Thomas Milburn, an Ohio State
University professor of psychology at the Mershon Center in Columbus,
Ohio, has observed that "terrorist acts are . . . intended to influence
politically the observers and audiences to the violence, more than the
victims who are its primary targets."[15]
His statement highlights an extremely important dimension of terrorism:
terrorist attacks are intended to influence audiences by engendering fear.
The victims of terrorism are what Prof. Jordan Paust of the University of
Houston law school has called "instrumental" targets. They are attacked
"in order to communicate to a primary target a threat of future violence."
The objective is "to use intense fear or anxiety to coerce the primary
target into certain behavior or to mold its attitudes in connection with a
demanded power (political) outcome."[16]
As the French scholar Raymond Aron noted, "the lack of discrimination
helps spread fear, for if no one in particular is a target, no one can be
safe."[17]
Considerable confusion will
continue to exist regarding the nature of terrorism, however, as long as
people refuse to recognize it for what it is: a violent method that can be
used by any group (weak or strong, in or out of power, politically left or
right of center). Unfortunately, in the United States terrorism has been
perceived as a technique of revolutionaries so often that Americans
frequently overlook the fact that anyone can use terror in an
attempt to further widely varied, even opposing goals.
Of interest also is the
question of why terrorism seems to have increased in the last third of the
twentieth century. One explanation, of course, is that no rise in
terrorism has taken place, only an increase in media reporting and popular
awareness of terrorist incidents. In the past, travellers were often at
risk, and for centuries both governments and revolutionaries used terror
in their attempts to accomplish their respective ends. At the same time,
one senses something is different about the current situation in the
world, although a change is not easyily documented.

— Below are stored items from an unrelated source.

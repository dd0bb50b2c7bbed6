pub mod derivation;
pub mod error;
pub mod key_material;

// Re-export commonly used types
pub use derivation::{DerivationIndex, LamdenKeyPath, LAMDEN_COIN_TYPE};
pub use error::{DomainError, DomainResult};
pub use key_material::{KeyMaterial, PublicKey, SecretKey, KEY_LENGTH, SIGNATURE_LENGTH};
use anyhow::{Context, Result};
use clap::{Args, Subcommand};
use lamden_wallet::{DerivationIndex, KeyDerivation, MnemonicWallet};
use rand::{rngs::OsRng, CryptoRng, RngCore};
use secrecy::ExposeSecret;
use std::fs::OpenOptions;
use std::io::Write;
use std::path::{Path, PathBuf};

#[derive(Subcommand)]
pub enum MnemonicCommands {
    /// Generate a 24-word mnemonic and show the wallet it derives
    Generate(MnemonicGenerateArgs),
}

#[derive(Args)]
pub struct MnemonicGenerateArgs {
    /// Write the phrase to this file instead of stdout
    #[arg(long, short = 'o')]
    pub output: Option<PathBuf>,

    /// Index of the wallet to report (defaults to 0)
    #[arg(long)]
    pub index: Option<DerivationIndex>,
}

pub fn handle_mnemonic_command(cmd: MnemonicCommands) -> Result<()> {
    match cmd {
        MnemonicCommands::Generate(args) => {
            let wallet = generate(&args, &mut OsRng)?;
            eprintln!(
                "Wallet {} at {}: {}",
                wallet.derivation_index(),
                wallet.key_material().derivation_path().unwrap_or_default(),
                wallet.vk()
            );
            eprintln!("⚠️  Anyone holding this phrase controls every wallet index derived from it.");
            Ok(())
        }
    }
}

/// Draw a phrase from `rng`, derive its wallet and hand the phrase to the user
fn generate<R: RngCore + CryptoRng>(args: &MnemonicGenerateArgs, rng: &mut R) -> Result<MnemonicWallet> {
    let wallet = KeyDerivation::derive_with_random_mnemonic(rng, args.index.unwrap_or_default())?;
    let phrase = wallet.mnemonic().expose_secret();

    match &args.output {
        Some(path) => {
            save_phrase(path, phrase)?;
            eprintln!("Mnemonic written to {}", path.display());
        }
        None => println!("{}", phrase),
    }

    Ok(wallet)
}

/// Create `path` for the phrase; on Unix the file is owner-only from the start
fn save_phrase(path: &Path, phrase: &str) -> Result<()> {
    let mut options = OpenOptions::new();
    options.write(true).create(true).truncate(true);

    #[cfg(unix)]
    {
        use std::os::unix::fs::OpenOptionsExt;
        options.mode(0o600);
    }

    let mut file = options
        .open(path)
        .with_context(|| format!("cannot create {}", path.display()))?;
    writeln!(file, "{}", phrase)?;
    Ok(())
}

#[cfg(test)]
mod tests {
    use super::*;
    use crate::cli::input::InputReader;
    use lamden_wallet::new_wallet_from_mnemonic;
    use rand::{rngs::StdRng, SeedableRng};
    use tempfile::TempDir;

    #[test]
    fn test_saved_phrase_rederives_reported_wallet() {
        let temp_dir = TempDir::new().unwrap();
        let path = temp_dir.path().join("phrase.txt");
        let args = MnemonicGenerateArgs {
            output: Some(path.clone()),
            index: Some(DerivationIndex::new(5).unwrap()),
        };

        let reported = generate(&args, &mut StdRng::seed_from_u64(11)).unwrap();
        assert_eq!(reported.derivation_index().value(), 5);
        assert_eq!(reported.key_material().derivation_path(), Some("m/44'/789'/5'/0'/0'"));

        let saved = InputReader::read_mnemonic_from_file(&path).unwrap();
        assert_eq!(saved.expose_secret().split_whitespace().count(), 24);
        let again = new_wallet_from_mnemonic(Some(saved.expose_secret()), args.index).unwrap();
        assert_eq!(again.vk(), reported.vk());

        #[cfg(unix)]
        {
            use std::os::unix::fs::PermissionsExt;
            let mode = std::fs::metadata(&path).unwrap().permissions().mode();
            assert_eq!(mode & 0o777, 0o600);
        }
    }

    #[test]
    fn test_default_index_and_seeded_rng() {
        let temp_dir = TempDir::new().unwrap();
        let args = MnemonicGenerateArgs {
            output: Some(temp_dir.path().join("phrase.txt")),
            index: None,
        };

        let a = generate(&args, &mut StdRng::seed_from_u64(3)).unwrap();
        let b = generate(&args, &mut StdRng::seed_from_u64(3)).unwrap();
        assert_eq!(a.derivation_index().value(), 0);
        assert_eq!(a.vk(), b.vk());
    }

    #[test]
    fn test_unwritable_destination() {
        let temp_dir = TempDir::new().unwrap();
        let args = MnemonicGenerateArgs {
            output: Some(temp_dir.path().join("missing").join("phrase.txt")),
            index: None,
        };
        assert!(generate(&args, &mut StdRng::seed_from_u64(1)).is_err());
    }
}
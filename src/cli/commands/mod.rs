pub mod key;
pub mod mnemonic;
pub mod witness;

pub use key::{handle_key_command, KeyCommands};
pub use mnemonic::{handle_mnemonic_command, MnemonicCommands};
pub use witness::{handle_witness_command, WitnessCommands};
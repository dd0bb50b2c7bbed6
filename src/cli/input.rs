use lamden_wallet::crypto::{normalize_mnemonic, validate_mnemonic};
use lamden_wallet::{DomainError, DomainResult};
use secrecy::SecretString;
use std::path::{Path, PathBuf};

/// Read inputs for commands from flags or files
pub struct InputReader;

impl InputReader {
    /// Normalize and validate a mnemonic given on the command line
    pub fn read_mnemonic(phrase: &str) -> DomainResult<SecretString> {
        let normalized = normalize_mnemonic(phrase);
        validate_mnemonic(&normalized)?;
        Ok(SecretString::new(normalized))
    }

    /// Read a mnemonic from a plain text file
    pub fn read_mnemonic_from_file(path: &Path) -> DomainResult<SecretString> {
        let contents = SecretString::new(std::fs::read_to_string(path)?);
        Self::read_mnemonic(secrecy::ExposeSecret::expose_secret(&contents))
    }

    /// Message bytes from `--message` or `--message-file`, exactly one of which must be set
    pub fn read_message(message: Option<&str>, message_file: Option<&PathBuf>) -> DomainResult<Vec<u8>> {
        match (message, message_file) {
            (Some(text), None) => Ok(text.as_bytes().to_vec()),
            (None, Some(path)) => Ok(std::fs::read(path)?),
            _ => Err(DomainError::Io(std::io::Error::new(
                std::io::ErrorKind::InvalidInput,
                "provide exactly one of --message or --message-file",
            ))),
        }
    }
}
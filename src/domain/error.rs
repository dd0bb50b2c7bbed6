use thiserror::Error;

/// Domain-level errors for wallet operations
#[derive(Debug, Error)]
pub enum DomainError {
    #[error("Invalid mnemonic phrase: {0}")]
    InvalidMnemonic(String),

    #[error("Invalid derivation index: {0}")]
    InvalidDerivationIndex(String),

    #[error("Invalid key length: {reason}")]
    InvalidKeyLength {
        reason: String,
    },

    #[error("Invalid signature length: {reason}")]
    InvalidSignatureLength {
        reason: String,
    },

    #[error("Secure random source unavailable: {0}")]
    EntropySourceUnavailable(String),

    #[error("Private key access denied: wallet was created with keep_private")]
    PrivateKeyAccessDenied,

    #[error("Public key does not match private key")]
    KeyMismatch,

    /// A primitive refused its input. HMAC-SHA512 accepts keys of any
    /// length, so SLIP-0010 derivation does not raise this today.
    #[error("Cryptographic operation failed: {0}")]
    CryptoError(String),

    #[error("IO error: {0}")]
    Io(#[from] std::io::Error),

    #[error("JSON error: {0}")]
    Json(#[from] serde_json::Error),
}

impl DomainError {
    pub(crate) fn key_length(reason: impl Into<String>) -> Self {
        Self::InvalidKeyLength {
            reason: reason.into(),
        }
    }

    pub(crate) fn signature_length(reason: impl Into<String>) -> Self {
        Self::InvalidSignatureLength {
            reason: reason.into(),
        }
    }
}

pub type DomainResult<T> = Result<T, DomainError>;
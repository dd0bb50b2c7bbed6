use crate::cli::input::InputReader;
use crate::cli::output::{print_key_output, OutputFormat};
use anyhow::Result;
use clap::{Args, Subcommand};
use lamden_wallet::{get_public_key, new_wallet, new_wallet_from_mnemonic, DerivationIndex, WalletExport};
use secrecy::{ExposeSecret, SecretString};
use std::path::PathBuf;

#[derive(Subcommand)]
pub enum KeyCommands {
    /// Generate a random keypair
    New(NewArgs),
    /// Derive a keypair from a mnemonic (generates one if none is given)
    Derive(DeriveArgs),
    /// Print the public key for a private key
    Vk(VkArgs),
}

#[derive(Args)]
pub struct NewArgs {
    /// Output format (json, text)
    #[arg(long, default_value = "json")]
    pub format: String,
}

#[derive(Args)]
pub struct DeriveArgs {
    /// Mnemonic phrase
    #[arg(long, env = "LAMDEN_MNEMONIC", hide_env_values = true)]
    pub mnemonic: Option<String>,

    /// Mnemonic file path
    #[arg(long, conflicts_with = "mnemonic")]
    pub mnemonic_file: Option<PathBuf>,

    /// Derivation index (defaults to 0)
    #[arg(long)]
    pub index: Option<DerivationIndex>,

    /// Output format (json, text)
    #[arg(long, default_value = "json")]
    pub format: String,

    /// Include secret key and mnemonic in the output
    #[arg(long)]
    pub show_secret: bool,
}

#[derive(Args)]
pub struct VkArgs {
    /// Private key (64 hex characters)
    #[arg(long, env = "LAMDEN_SK", hide_env_values = true)]
    pub sk: String,
}

pub fn handle_key_command(cmd: KeyCommands) -> Result<()> {
    match cmd {
        KeyCommands::New(args) => handle_new(args),
        KeyCommands::Derive(args) => handle_derive(args),
        KeyCommands::Vk(args) => handle_vk(args),
    }
}

fn parse_format(format: &str) -> Result<OutputFormat> {
    OutputFormat::from_str(format).map_err(|e| anyhow::anyhow!(e))
}

fn handle_new(args: NewArgs) -> Result<()> {
    let format = parse_format(&args.format)?;
    let key = new_wallet()?;

    // A fresh key is useless without its secret
    print_key_output(&WalletExport::from_key_material(&key, true), format)?;
    eprintln!("\n⚠️  Keep the secret key safe; it cannot be recovered.");

    Ok(())
}

fn handle_derive(args: DeriveArgs) -> Result<()> {
    let format = parse_format(&args.format)?;

    let mnemonic: Option<SecretString> = if let Some(ref file) = args.mnemonic_file {
        Some(InputReader::read_mnemonic_from_file(file)?)
    } else if let Some(ref phrase) = args.mnemonic {
        Some(InputReader::read_mnemonic(phrase)?)
    } else {
        None
    };

    let wallet = new_wallet_from_mnemonic(mnemonic.as_ref().map(|m| m.expose_secret().as_str()), args.index)?;

    print_key_output(
        &WalletExport::from_mnemonic_wallet(&wallet, args.show_secret),
        format,
    )?;

    if mnemonic.is_none() && !args.show_secret {
        eprintln!("Generated new mnemonic (keep this safe!):");
        eprintln!("{}", wallet.mnemonic().expose_secret());
    }

    Ok(())
}

fn handle_vk(args: VkArgs) -> Result<()> {
    println!("{}", get_public_key(&args.sk)?);
    Ok(())
}
pub mod ed25519;
pub mod mnemonic;
pub mod slip10;

// Re-export commonly used items
pub use ed25519::{get_public_key, sign, verify, Ed25519};
pub use mnemonic::{
    generate_mnemonic, generate_mnemonic_with_rng, mnemonic_to_seed, normalize_mnemonic,
    parse_mnemonic, validate_mnemonic,
};
pub use slip10::Slip10;
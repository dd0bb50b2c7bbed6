use anyhow::Result;
use clap::{Parser, Subcommand};
use tracing_subscriber::{fmt, prelude::*, EnvFilter};

mod cli;

use cli::{
    handle_key_command, handle_mnemonic_command, handle_witness_command, KeyCommands,
    MnemonicCommands, WitnessCommands,
};

#[derive(Parser)]
#[command(name = "lamden-wallet")]
#[command(about = "Lamden keypair derivation, generation and signing", long_about = None)]
#[command(version)]
struct Cli {
    /// Enable debug logging
    #[arg(short, long, global = true)]
    verbose: bool,

    #[command(subcommand)]
    command: Commands,
}

#[derive(Subcommand)]
enum Commands {
    /// Mnemonic phrase operations
    #[command(subcommand)]
    Mnemonic(MnemonicCommands),

    /// Key management operations
    #[command(subcommand)]
    Key(KeyCommands),

    /// Witness (signature) operations
    #[command(subcommand)]
    Witness(WitnessCommands),
}

fn init_tracing(verbose: bool) {
    let filter = if verbose {
        EnvFilter::new("lamden_wallet=debug")
    } else {
        EnvFilter::try_from_default_env().unwrap_or_else(|_| EnvFilter::new("lamden_wallet=warn"))
    };

    tracing_subscriber::registry()
        .with(fmt::layer().with_target(false).with_writer(std::io::stderr))
        .with(filter)
        .init();
}

fn main() -> Result<()> {
    let cli = Cli::parse();
    init_tracing(cli.verbose);

    match cli.command {
        Commands::Mnemonic(cmd) => handle_mnemonic_command(cmd),
        Commands::Key(cmd) => handle_key_command(cmd),
        Commands::Witness(cmd) => handle_witness_command(cmd),
    }
}
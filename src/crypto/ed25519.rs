use crate::domain::key_material::decode_hex_array;
use crate::domain::{DomainError, DomainResult, PublicKey, SecretKey, SIGNATURE_LENGTH};
use ed25519_dalek::{Signature, Signer, SigningKey, VerifyingKey};

/// Ed25519 key operations (RFC 8032)
pub struct Ed25519;

impl Ed25519 {
    /// Public key for a private key seed
    pub fn public_key_of(secret: &SecretKey) -> PublicKey {
        let signing_key = SigningKey::from_bytes(secret.as_bytes());
        PublicKey::from_bytes(signing_key.verifying_key().to_bytes())
    }

    /// Sign a message
    pub fn sign(secret: &SecretKey, message: &[u8]) -> [u8; SIGNATURE_LENGTH] {
        let signing_key = SigningKey::from_bytes(secret.as_bytes());
        signing_key.sign(message).to_bytes()
    }

    /// Verify a signature.
    ///
    /// A public key that is not a valid curve point cannot have produced
    /// any signature, so it verifies as `false` rather than failing.
    pub fn verify(public: &PublicKey, message: &[u8], signature: &[u8; SIGNATURE_LENGTH]) -> bool {
        let Ok(verifying_key) = VerifyingKey::from_bytes(public.as_bytes()) else {
            tracing::debug!(vk = %public, "public key does not decode to a curve point");
            return false;
        };

        let signature = Signature::from_bytes(signature);
        verifying_key.verify_strict(message, &signature).is_ok()
    }

    /// Parse a signature given as 128 hex characters
    pub fn signature_from_hex(signature_hex: &str) -> DomainResult<[u8; SIGNATURE_LENGTH]> {
        decode_hex_array(signature_hex, "signature").map_err(DomainError::signature_length)
    }
}

/// Public key (hex) for a private key (hex)
pub fn get_public_key(sk: &str) -> DomainResult<String> {
    let secret = SecretKey::from_hex(sk)?;
    Ok(Ed25519::public_key_of(&secret).to_hex())
}

/// Sign `message` with a hex private key, returning a 128-character hex signature
pub fn sign(sk: &str, message: &[u8]) -> DomainResult<String> {
    let secret = SecretKey::from_hex(sk)?;
    Ok(hex::encode(Ed25519::sign(&secret, message)))
}

/// Check a hex signature over `message` against a hex public key.
///
/// Returns `Ok(false)` for any well-formed input that does not verify;
/// errors are reserved for malformed hex or wrong lengths.
pub fn verify(vk: &str, message: &[u8], signature: &str) -> DomainResult<bool> {
    let public = PublicKey::from_hex(vk)?;
    let signature = Ed25519::signature_from_hex(signature)?;
    Ok(Ed25519::verify(&public, message, &signature))
}

#[cfg(test)]
mod tests {
    use super::*;

    // RFC 8032 section 7.1, tests 1 and 2
    const SK_1: &str = "9d61b19deffd5a60ba844af492ec2cc44449c5697b326919703bac031cae7f60";
    const VK_1: &str = "d75a980182b10ab7d54bfed3c964073a0ee172f3daa62325af021a68f707511a";
    const SIG_1: &str = "e5564300c360ac729086e2cc806e828a84877f1eb8e5d974d873e065224901555fb8821590a33bacc61e39701cf9b46bd25bf5f0595bbe24655141438e7a100b";
    const SK_2: &str = "4ccd089b28ff96da9db6c346ec114e0f5b8a319f35aba624da8cf6ed4fb8a6fb";
    const VK_2: &str = "3d4017c3e843895a92b70aa74d1b7ebc9c982ccf2ec4968cc0cd55f12af4660c";

    const MESSAGE: &[u8] = b"this is a message";

    #[test]
    fn test_rfc8032_vector() {
        assert_eq!(get_public_key(SK_1).unwrap(), VK_1);
        assert_eq!(get_public_key(SK_2).unwrap(), VK_2);

        // Test 1 signs the empty message
        assert_eq!(sign(SK_1, b"").unwrap(), SIG_1);
        assert!(verify(VK_1, b"", SIG_1).unwrap());
    }

    #[test]
    fn test_sign_verify() {
        let signature = sign(SK_1, MESSAGE).unwrap();
        assert_eq!(signature.len(), 128);
        assert!(signature.chars().all(|c| c.is_ascii_hexdigit() && !c.is_ascii_uppercase()));

        assert!(verify(VK_1, MESSAGE, &signature).unwrap());
        assert!(!verify(VK_1, b"wrong message", &signature).unwrap());
    }

    #[test]
    fn test_signatures_are_deterministic() {
        assert_eq!(sign(SK_1, MESSAGE).unwrap(), sign(SK_1, MESSAGE).unwrap());
    }

    #[test]
    fn test_wrong_key_is_false_not_error() {
        let signature = sign(SK_1, MESSAGE).unwrap();
        assert!(!verify(VK_2, MESSAGE, &signature).unwrap());
    }

    #[test]
    fn test_tampered_signature_is_false() {
        let signature = sign(SK_1, MESSAGE).unwrap();
        let mut bytes = hex::decode(&signature).unwrap();
        bytes[10] ^= 0x01;
        assert!(!verify(VK_1, MESSAGE, &hex::encode(bytes)).unwrap());
    }

    #[test]
    fn test_small_order_public_key_is_false() {
        // Encoding of the identity point
        let mut bytes = [0u8; 32];
        bytes[0] = 1;
        let signature = sign(SK_1, MESSAGE).unwrap();
        assert!(!verify(&hex::encode(bytes), MESSAGE, &signature).unwrap());
    }

    #[test]
    fn test_malformed_input_errors() {
        let signature = sign(SK_1, MESSAGE).unwrap();

        assert!(matches!(
            get_public_key("00"),
            Err(DomainError::InvalidKeyLength { .. })
        ));
        assert!(matches!(
            sign(&SK_1[..62], MESSAGE),
            Err(DomainError::InvalidKeyLength { .. })
        ));
        assert!(matches!(
            verify(&VK_1[..10], MESSAGE, &signature),
            Err(DomainError::InvalidKeyLength { .. })
        ));
        assert!(matches!(
            verify(VK_1, MESSAGE, &signature[..126]),
            Err(DomainError::InvalidSignatureLength { .. })
        ));
        assert!(matches!(
            verify(VK_1, MESSAGE, &"g".repeat(128)),
            Err(DomainError::InvalidSignatureLength { .. })
        ));
    }

    #[test]
    fn test_prefixed_hex_rejected() {
        let prefixed = format!("0x{}", &SK_1[2..]);
        assert!(get_public_key(&prefixed).is_err());
    }
}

The primary reason for the
existence of widespread terror in the late twentieth century would appear
to be the breakdown of other methods for solving various kinds of national
and international political problems. Chapter Nine briefly described the
way in which revolution became stalemated through the development of
improved techniques of both revolution and counterrevolution. One result
of that change has been the resort to terror by revolutionaries who see no
other alternatives for action and counterrevolutionaries who are unable or
unwilling to use reform and cooptation to preserve their wealth and power.
War between nations has
undergone a similar evolution. The coexistence of antagonistic superpowers
armed with extremely dangerous nuclear explosives helped make war too
dangerous to contemplate, even in situations where it would certainly have
been used as an instrument of state policy in the past. The United States
and the Soviet Union, for example, were enemies that had to avoid open
warfare at all costs because of the risk of nuclear disaster that such a
war would create. As enemies, however, they continued to vie with each
other for advantage on the international stage. In that Cold War struggle
acts of terror provided a means of conflict that avoided the risk of
nuclear holocaust.
Nonnuclear states and
revolutionary governments that aspired to be states often lack the
conventional power to fight against each other or the nuclear giants in
total war, or they do not want to run the risks of total failure inherent
in such conflicts. They have also found terror to be a weapon of war that
appears to have relatively low risk coupled with potentially high reward.
The world is filled with
discontented states and groups, each seeking a redress of grievances from
the governments that they believe are responsible. Communist and other
revolutionaries, Islamic fundamentalists, ethnic or sectarian nationalists
including such diverse groups as Basques, Kurds, and Palestinians have all
used terror as a weapon, as have the forces fighting against them. As
world problems of immense proportions have furthered world-wide
discontent, the result has been global warfare in which the use of terror
has played an important role.
World War II, the war in
Vietnam, and other twentieth century conflicts have blurred distinctions
between combatants and noncombatants until even within the existing laws
of war the distinction between legitimate and illegitimate targets is no
longer clear. By the end of World War II, it was difficult to find any act
of violence that some people would not argue was legitimate in a total war
for survival. By the 1990s the ethical limits of violent conflict had
become exceedingly difficult to define, leaving people with no clear
standards for behavior. As Benjamin Netanyahu observed, for the terrorist
who has declared "total war on the society he attacks . . . everyone is a
legitimate target. A baby is fair game; he may, after all, grow up to be a
soldier. So is the baby's mother; she gave birth to this future soldier.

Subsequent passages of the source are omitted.